§ **The problem**:
Take the lines below from the first through the one that contains "fn extract(text: &str)" and copy them exactly.

Stored data entries:
---

#[cfg(test)]
mod tests {
    use super::*;
    use podlog_core::PodCategory;

    fn pod() -> PodDescriptor {
        PodDescriptor {
            name: "octavia-worker-0".into(),
            service: "octavia".into(),
            category: PodCategory::Service,
        }
    }

    fn extract(text: &str) -> Vec<ErrorBlock> {
        ErrorExtractor::with_defaults().extract(text, &pod())
    }

    #[test]
    fn test_single_structured_error() {
        let blocks = extract("2025-01-01 10:00:00.123 4 ERROR mod.x boom");
        assert_eq!(blocks.len(), 1);
        let b = &blocks[0];
        assert_eq!(b.severity, Severity::Error);
        assert!(!b.has_traceback);
        assert_eq!(b.raw_text, "2025-01-01 10:00:00.123 4 ERROR mod.x boom");
        assert_eq!(b.normalized_text, "<TIMESTAMP> 4 ERROR mod.x boom");
        assert_eq!(b.timestamp, parse_timestamp("2025-01-01 10:00:00"));
        assert_eq!(b.pod_name, "octavia-worker-0");
        assert_eq!(b.service, "octavia");
    }

    #[test]
    fn test_traceback_is_one_block() {
        let text = "\
2025-01-01 10:00:00.123 4 ERROR octavia.worker Traceback (most recent call last):
2025-01-01 10:00:00.123 4 ERROR octavia.worker   File \"/x.py\", line 1, in f
2025-01-01 10:00:00.123 4 ERROR octavia.worker     do()
2025-01-01 10:00:00.123 4 ERROR octavia.worker   File \"/y.py\", line 2, in do
2025-01-01 10:00:00.123 4 ERROR octavia.worker ValueError: bad
2025-01-01 10:00:01.000 4 INFO octavia.api request handled";
        let blocks = extract(text);
        assert_eq!(blocks.len(), 1);
        assert!(blocks[0].has_traceback);
        assert_eq!(blocks[0].raw_text.lines().count(), 5);
        assert!(blocks[0].raw_text.ends_with("ValueError: bad"));
        assert_eq!(blocks[0].context_after, vec!["2025-01-01 10:00:01.000 4 INFO octavia.api request handled"]);
    }

    #[test]
    fn test_traceback_stops_at_info_with_same_timestamp() {
        let text = "\
2025-01-01 10:00:00.123 4 ERROR octavia.worker Traceback (most recent call last):
2025-01-01 10:00:00.123 4 ERROR octavia.worker ValueError: bad
2025-01-01 10:00:00.123 4 INFO octavia.api request handled";
        let blocks = extract(text);
        assert_eq!(blocks.len(), 1);
        assert_eq!(blocks[0].raw_text.lines().count(), 2);
    }

    #[test]
    fn test_traceback_absorbs_same_timestamp_non_quiet_line() {
        let text = "\
2025-01-01 10:00:00.123 4 ERROR nova.compute Traceback (most recent call last):
    File \"a.py\", line 1

2025-01-01 10:00:00.123 4 ERROR nova.virt RuntimeError: boom";
        let blocks = extract(text);
        assert_eq!(blocks.len(), 1);
        assert_eq!(blocks[0].raw_text.lines().count(), 3);
        assert!(blocks[0].raw_text.contains("nova.virt"));
    }

    #[test]
    fn test_double_blank_separates_blocks() {
        let text = "\
2025-01-01 10:00:00.123 4 ERROR nova.compute Traceback (most recent call last):
    File \"a.py\", line 1


2025-01-01 10:00:00.123 4 ERROR nova.virt RuntimeError: boom";
        let blocks = extract(text);
        assert_eq!(blocks.len(), 2);
        assert!(blocks[0].has_traceback);
        assert_eq!(blocks[0].raw_text.lines().count(), 2);
        assert!(!blocks[1].has_traceback);
        assert!(blocks[1].raw_text.contains("RuntimeError"));
    }

    #[test]
    fn test_traceback_line_cap() {
        let mut text = String::from("Traceback (most recent call last):\n");
        for n in 0..300 {
            text.push_str(&format!("    at frame {n}\n"));
        }
        let blocks = extract(&text);
        assert_eq!(blocks.len(), 1);
        assert_eq!(blocks[0].raw_text.lines().count(), 200);
    }

    #[test]
    fn test_unstructured_traceback_without_timestamp() {
        let text = "\
Traceback (most recent call last):
  File \"/usr/lib/python3/tempest/test_lb.py\", line 10, in test_create
    self.assertEqual(1, 2)
AssertionError: 1 != 2
2025-01-01 10:00:05.000 4 INFO tempest.lib next test";
        let blocks = extract(text);
        assert_eq!(blocks.len(), 1);
        assert!(blocks[0].has_traceback);
        assert_eq!(blocks[0].timestamp, None);
        assert_eq!(blocks[0].raw_text.lines().count(), 4);
    }

    #[test]
    fn test_standalone_with_continuation_lines() {
        let text = "\
2025-01-01 10:00:00.123 4 ERROR neutron.agent Failed to bind port
detail line one
detail line two
2025-01-01 10:00:01.000 4 INFO neutron.agent ok";
        let blocks = extract(text);
        assert_eq!(blocks.len(), 1);
        assert_eq!(blocks[0].raw_text.lines().count(), 3);
        assert!(!blocks[0].has_traceback);
    }

    #[test]
    fn test_standalone_stops_at_blank_line() {
        let text = "FATAL: disk failure on /dev/sda\n\nunrelated chatter";
        let blocks = extract(text);
        assert_eq!(blocks.len(), 1);
        assert_eq!(blocks[0].raw_text, "FATAL: disk failure on /dev/sda");
    }

    #[test]
    fn test_standalone_line_cap() {
        let mut text = String::from("ERROR: something went badly wrong here\n");
        for n in 0..80 {
            text.push_str(&format!("detail {n}\n"));
        }
        let blocks = extract(&text);
        assert_eq!(blocks.len(), 1);
        assert_eq!(blocks[0].raw_text.lines().count(), 50);
    }

    #[test]
    fn test_short_standalone_dropped() {
        assert!(extract("ERROR: x").is_empty());
        // exactly at the threshold is still noise
        assert!(extract("ERROR: 1234567890123").is_empty());
        assert_eq!(extract("ERROR: 12345678901234").len(), 1);
    }

    #[test]
    fn test_short_traceback_kept() {
        let blocks = extract("Traceback (most recent call last)");
        assert_eq!(blocks.len(), 1);
        assert!(blocks[0].has_traceback);
    }

    #[test]
    fn test_fragments_do_not_open_blocks() {
        let text = "\
some chatter
    raise ConnectionError(\"refused by upstream server\")
Traceback summary: ERROR persisted for 3 retries";
        assert!(extract(text).is_empty());
    }

    #[test]
    fn test_keyword_late_in_line_ignored() {
        let text = "2025-01-01 10:00:00.123 4 INFO nova.api finished processing request, no error seen";
        assert!(extract(text).is_empty());
    }

    #[test]
    fn test_test_runner_failure() {
        let text = "\
{0} tempest.api.test_lb [1.2s] ... FAILED
Traceback (most recent call last):
  File \"/usr/lib/python3/tempest/test_lb.py\", line 10, in test_create
AssertionError: 1 != 2

Ran 1 tests";
        let blocks = extract(text);
        assert_eq!(blocks.len(), 1);
        assert!(!blocks[0].has_traceback);
        assert!(blocks[0].raw_text.contains("AssertionError"));
    }

    #[test]
    fn test_critical_severity() {
        let blocks = extract("2025-01-01 10:00:00.123 4 CRITICAL nova.compute hypervisor gone");
        assert_eq!(blocks.len(), 1);
        assert_eq!(blocks[0].severity, Severity::Critical);
    }

    #[test]
    fn test_block_order_follows_source() {
        let text = "\
2025-01-01 10:00:00.123 4 ERROR a.first first failure happened
2025-01-01 10:00:01.123 4 INFO a.mid fine
2025-01-01 10:00:02.123 4 ERROR a.second second failure happened";
        let blocks = extract(text);
        assert_eq!(blocks.len(), 2);
        assert!(blocks[0].raw_text.contains("first failure"));
        assert!(blocks[1].raw_text.contains("second failure"));
    }

    #[test]
    fn test_context_lines() {
        let text = "\
2025-01-01 09:59:58.000 4 ERROR nova.api earlier failure we ignore
2025-01-01 09:59:59.000 4 INFO nova.api preparing
2025-01-01 09:59:59.500 4 DEBUG nova.api calling placement
2025-01-01 10:00:00.123 4 ERROR nova.api Unable to reach placement
2025-01-01 10:00:01.000 4 INFO nova.api retrying";
        let blocks = extract(text);
        assert_eq!(blocks.len(), 2);
        let b = &blocks[1];
        assert_eq!(b.context_before.len(), 2);
        assert!(b.context_before[0].ends_with("preparing"));
        assert_eq!(b.context_after.len(), 1);
        assert!(!b.raw_text.contains("preparing"));
    }

    #[test]
    fn test_context_disabled() {
        let config = ErrorConfig {
            context_lines_before: 0,
            context_lines_after: 0,
            ..ErrorConfig::default()
        };
        let text = "\
2025-01-01 09:59:59.000 4 INFO nova.api preparing
2025-01-01 10:00:00.123 4 ERROR nova.api Unable to reach placement
2025-01-01 10:00:01.000 4 INFO nova.api retrying";
        let blocks = ErrorExtractor::new(&config).extract(text, &pod());
        assert!(blocks[0].context_before.is_empty());
        assert!(blocks[0].context_after.is_empty());
    }

    #[test]
    fn test_extraction_is_idempotent() {
        let text = "\
2025-01-01 10:00:00.123 4 ERROR octavia.worker Traceback (most recent call last):
2025-01-01 10:00:00.123 4 ERROR octavia.worker ValueError: bad
2025-01-01 10:00:03.000 4 ERROR octavia.worker Amphora 10.0.0.4 unreachable";
        assert_eq!(extract(text), extract(text));
    }

    #[test]
    fn test_parse_timestamp_t_separator() {
        let a = parse_timestamp("2025-03-04T05:06:07.891 x");
        let b = parse_timestamp("2025-03-04 05:06:07 y");
        assert!(a.is_some());
        assert_eq!(a, b);
        assert_eq!(parse_timestamp("no time here"), None);
    }
}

---

§ **Written solution**:
#[cfg(test)]
mod tests {
    use super::*;
    use podlog_core::PodCategory;

    fn pod() -> PodDescriptor {
        PodDescriptor {
            name: "octavia-worker-0".into(),
            service: "octavia".into(),
            category: PodCategory::Service,
        }
    }

    fn extract(text: &str) -> Vec<ErrorBlock> {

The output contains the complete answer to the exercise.